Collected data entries
——
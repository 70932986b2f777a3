use snowgrid_core::{ParameterError, PressureError, ScheduleError, StepError};
use std::cell::RefCell;
use std::ffi::CString;
use std::os::raw::c_char;
use std::ptr;

/// Common interface for FFI error types.
///
/// `code()` crosses the FFI boundary as the return value; `msg()` is kept in
/// thread-local storage for `snowgrid_get_last_error`.
pub(crate) trait SnowGridError {
    fn code(&self) -> SnowGridErrorCode;

    fn msg(&self) -> &str;
}

/// Error code plus diagnostic message for the common FFI failure cases.
#[derive(Debug, Clone, PartialEq, Eq)]
pub(crate) struct DefaultSnowGridError {
    code: SnowGridErrorCode,
    msg: String,
}

impl DefaultSnowGridError {
    /// Null pointer passed where non-null required.
    pub fn null_pointer(param_name: &str) -> Self {
        Self {
            code: SnowGridErrorCode::NullPointer,
            msg: format!("Parameter '{param_name}' cannot be null"),
        }
    }

    pub fn invalid_parameter(message: String) -> Self {
        Self {
            code: SnowGridErrorCode::InvalidParameter,
            msg: message,
        }
    }

    pub fn invalid_schedule(error: &ScheduleError) -> Self {
        Self {
            code: SnowGridErrorCode::InvalidSchedule,
            msg: format!("Invalid timestep schedule: {error}"),
        }
    }

    pub fn invalid_site_parameters(error: &ParameterError) -> Self {
        Self {
            code: SnowGridErrorCode::InvalidParameter,
            msg: format!("Invalid site parameters: {error}"),
        }
    }

    pub fn pressure(error: &PressureError) -> Self {
        Self {
            code: SnowGridErrorCode::InvalidParameter,
            msg: format!("Cannot derive site pressure: {error}"),
        }
    }

    /// Some columns failed while the rest of the grid advanced.
    pub fn column_failures(failed: usize, active: usize, first: &str) -> Self {
        Self {
            code: SnowGridErrorCode::ColumnFailures,
            msg: format!("{failed} of {active} active columns failed; first: {first}"),
        }
    }
}

impl From<StepError> for DefaultSnowGridError {
    fn from(error: StepError) -> Self {
        match error {
            StepError::LengthMismatch { .. } => Self {
                code: SnowGridErrorCode::LengthMismatch,
                msg: error.to_string(),
            },
            StepError::InvalidSchedule(e) => Self::invalid_schedule(&e),
            StepError::InvalidParameters(e) => Self::invalid_site_parameters(&e),
            StepError::ThreadPool(e) => Self {
                code: SnowGridErrorCode::ThreadPool,
                msg: format!("Failed to build worker pool: {e}"),
            },
        }
    }
}

impl SnowGridError for DefaultSnowGridError {
    fn code(&self) -> SnowGridErrorCode {
        self.code
    }

    fn msg(&self) -> &str {
        &self.msg
    }
}

/// FFI error codes returned by snowgrid functions.
/// Follows standard C convention: 0 = success, non-zero = error.
#[repr(C)]
#[derive(Debug, Clone, Copy, PartialEq, Eq)]
pub enum SnowGridErrorCode {
    /// Operation completed successfully.
    Ok = 0,

    /// Null pointer passed where non-null required.
    NullPointer = 1,

    /// A per-column input array does not have `n` entries.
    LengthMismatch = 2,

    /// The four timestep records are out of order, malformed, or the data
    /// step is not positive.
    InvalidSchedule = 3,

    /// Site parameters or another scalar argument are out of range.
    InvalidParameter = 4,

    /// The worker threads could not be spawned.
    ThreadPool = 5,

    /// The pass completed but one or more columns failed and were left
    /// unchanged. See `out_failed` for which.
    ColumnFailures = 6,
}

impl From<DefaultSnowGridError> for SnowGridErrorCode {
    fn from(error: DefaultSnowGridError) -> Self {
        error.code
    }
}

thread_local! {
    /// Most recent FFI error on this thread (message, code).
    /// The `CString` is owned here so the pointer handed to C stays valid.
    static LAST_ERROR: RefCell<(Option<CString>, SnowGridErrorCode)> = const { RefCell::new((None, SnowGridErrorCode::Ok)) };
}

pub(crate) fn with_last_error<F, R>(f: F) -> R
where
    F: FnOnce(&(Option<CString>, SnowGridErrorCode)) -> R,
{
    LAST_ERROR.with_borrow(f)
}

pub(crate) fn with_last_error_mut<F, R>(f: F) -> R
where
    F: FnOnce(&mut (Option<CString>, SnowGridErrorCode)) -> R,
{
    LAST_ERROR.with_borrow_mut(f)
}

/// Retrieve the most recent FFI error message as a null-terminated C string.
///
/// Returns null if the last call on this thread succeeded.
///
/// # Lifetime
/// The returned pointer is valid until the next snowgrid call on this thread.
///
/// **DO NOT FREE THIS POINTER** - it is managed internally.
///
/// Example:
/// ```c
/// SnowGridErrorCode err = snowgrid_run_step(n, 4, tstep, columns, &in1, &in2,
///                                           &precip, &params, kernel, NULL,
///                                           failed, &failed_count);
/// if (err != Ok) {
///     const char* msg = snowgrid_get_last_error();
///     if (msg) fprintf(stderr, "snowgrid: %s\n", msg);
/// }
/// ```
#[no_mangle]
pub extern "C" fn snowgrid_get_last_error() -> *const c_char {
    with_last_error(|(cstring, _code)| cstring.as_ref().map_or(ptr::null(), |cs| cs.as_ptr()))
}

/// Retrieve the most recent FFI error code on this thread.
#[no_mangle]
pub extern "C" fn snowgrid_get_last_error_code() -> SnowGridErrorCode {
    with_last_error(|(_cstring, code)| *code)
}
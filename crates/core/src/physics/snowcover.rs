//! Snowcover layer decomposition
//!
//! A host's initial conditions carry bulk depth, density and water saturation
//! plus the surface, lower and average snow temperatures. Kernels work on the
//! two-layer decomposition, so depths, masses and cold contents have to be
//! derived per layer before a column's first active step.

use super::{CAL_TO_J, FREEZE, MIN_SNOW_TEMP, RHO_ICE, RHO_W0};
use crate::config::{SiteParameters, TimestepLevelId, TimestepSchedule};
use crate::core_types::ColumnState;
use crate::error::LayerError;

/// Specific heat of ice (J/(kg·K)) at temperature `t` (K)
#[inline]
pub fn cp_ice(t: f64) -> f64 {
    CAL_TO_J * (0.024928 + 0.00176 * t) / 0.001
}

/// Cold content (J/m²) of a snow layer of mass `mass` (kg/m²) at `temp` (K)
///
/// Zero at or above freezing, negative below.
#[inline]
pub fn cold_content(temp: f64, mass: f64) -> f64 {
    if temp < FREEZE {
        cp_ice(temp) * mass * (temp - FREEZE)
    } else {
        0.0
    }
}

/// Density of the ice matrix once the liquid water volume `sat` is removed
#[inline]
pub fn dry_snow_density(rho: f64, sat: f64) -> f64 {
    (rho - sat * RHO_W0) / (1.0 - sat * RHO_W0 / RHO_ICE)
}

/// Liquid water (kg/m²) a layer of depth `depth` and dry density `rho_dry`
/// holds at volume ratio `sat`
#[inline]
pub fn h2o_left(depth: f64, rho_dry: f64, sat: f64) -> f64 {
    sat * depth * RHO_W0 * (RHO_ICE - rho_dry) / RHO_ICE
}

/// Derive the layer fields of `column` from its bulk snow properties.
///
/// Reads `z_s`, `rho`, `t_s_0`, `t_s_l`, `t_s` and `h2o_sat`. Columns whose
/// snow mass does not exceed the small timestep threshold are cleared to bare
/// ground. Shallower than `max_z_s_0` gives one layer; deeper gives a surface
/// layer of exactly `max_z_s_0` over a lower layer, unless the lower layer
/// would weigh less than the small threshold. Layer temperatures and `t_s`
/// are kept as given; a one-layer column gets the no-snow lower temperature.
/// Totals are stored as exact layer sums.
///
/// # Errors
///
/// Returns [`LayerError::InvalidQuantity`] when depth or density is negative
/// or not finite, and [`LayerError::InvalidTemperature`] when a temperature
/// the resulting layers use is not above 0 K. The column is left untouched
/// in both cases.
pub fn initialize_layers(
    column: &mut ColumnState,
    params: &SiteParameters,
    schedule: &TimestepSchedule,
) -> Result<(), LayerError> {
    for (field, value) in [("z_s", column.z_s), ("rho", column.rho)] {
        if !value.is_finite() || value < 0.0 {
            return Err(LayerError::InvalidQuantity { field, value });
        }
    }

    let threshold = schedule.level(TimestepLevelId::Small).threshold;
    let no_snow_temp = MIN_SNOW_TEMP + FREEZE;
    let rho = column.rho;
    let z_s = column.z_s;

    if rho * z_s <= threshold {
        column.layer_count = 0;
        column.z_s = 0.0;
        column.z_s_0 = 0.0;
        column.z_s_l = 0.0;
        column.rho = 0.0;
        column.m_s_0 = 0.0;
        column.m_s_l = 0.0;
        column.cc_s_0 = 0.0;
        column.cc_s_l = 0.0;
        column.t_s = no_snow_temp;
        column.t_s_0 = no_snow_temp;
        column.t_s_l = no_snow_temp;
        column.h2o_sat = 0.0;
        column.h2o = 0.0;
        column.h2o_max = 0.0;
        column.recompute_totals();
        return Ok(());
    }

    let (z_s_0, z_s_l) = if z_s < params.max_z_s_0 {
        (z_s, 0.0)
    } else {
        let lower = z_s - params.max_z_s_0;
        if lower * rho < threshold {
            (z_s, 0.0)
        } else {
            (params.max_z_s_0, lower)
        }
    };
    let two_layers = z_s_l > 0.0;

    for (field, value, used) in [
        ("t_s_0", column.t_s_0, true),
        ("t_s_l", column.t_s_l, two_layers),
        ("t_s", column.t_s, true),
    ] {
        if used && (!value.is_finite() || value <= 0.0) {
            return Err(LayerError::InvalidTemperature { field, value });
        }
    }

    column.z_s_0 = z_s_0;
    column.z_s_l = z_s_l;
    column.m_s_0 = rho * z_s_0;
    column.m_s_l = rho * z_s_l;

    column.cc_s_0 = cold_content(column.t_s_0, column.m_s_0);
    if two_layers {
        column.layer_count = 2;
        column.cc_s_l = cold_content(column.t_s_l, column.m_s_l);
    } else {
        column.layer_count = 1;
        column.t_s_l = no_snow_temp;
        column.cc_s_l = 0.0;
    }

    let h2o_vol = column.h2o_sat * params.max_h2o_vol;
    let rho_dry = dry_snow_density(rho, h2o_vol);
    column.h2o_max = h2o_left(z_s, rho_dry, params.max_h2o_vol);
    column.h2o = column.h2o_sat * column.h2o_max;

    column.recompute_totals();
    Ok(())
}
——
## REQUIREMENT
Above are records; repeat only the lines starting at the line with "to build worker" and ending at the line with "is not positive.", exactly as they appear, both included.

## RESULT
                msg: format!("Failed to build worker pool: {e}"),
            },
        }
    }
}

impl SnowGridError for DefaultSnowGridError {
    fn code(&self) -> SnowGridErrorCode {
        self.code
    }

    fn msg(&self) -> &str {
        &self.msg
    }
}

/// FFI error codes returned by snowgrid functions.
/// Follows standard C convention: 0 = success, non-zero = error.
#[repr(C)]
#[derive(Debug, Clone, Copy, PartialEq, Eq)]
pub enum SnowGridErrorCode {
    /// Operation completed successfully.
    Ok = 0,

    /// Null pointer passed where non-null required.
    NullPointer = 1,

    /// A per-column input array does not have `n` entries.
    LengthMismatch = 2,

    /// The four timestep records are out of order, malformed, or the data
    /// step is not positive.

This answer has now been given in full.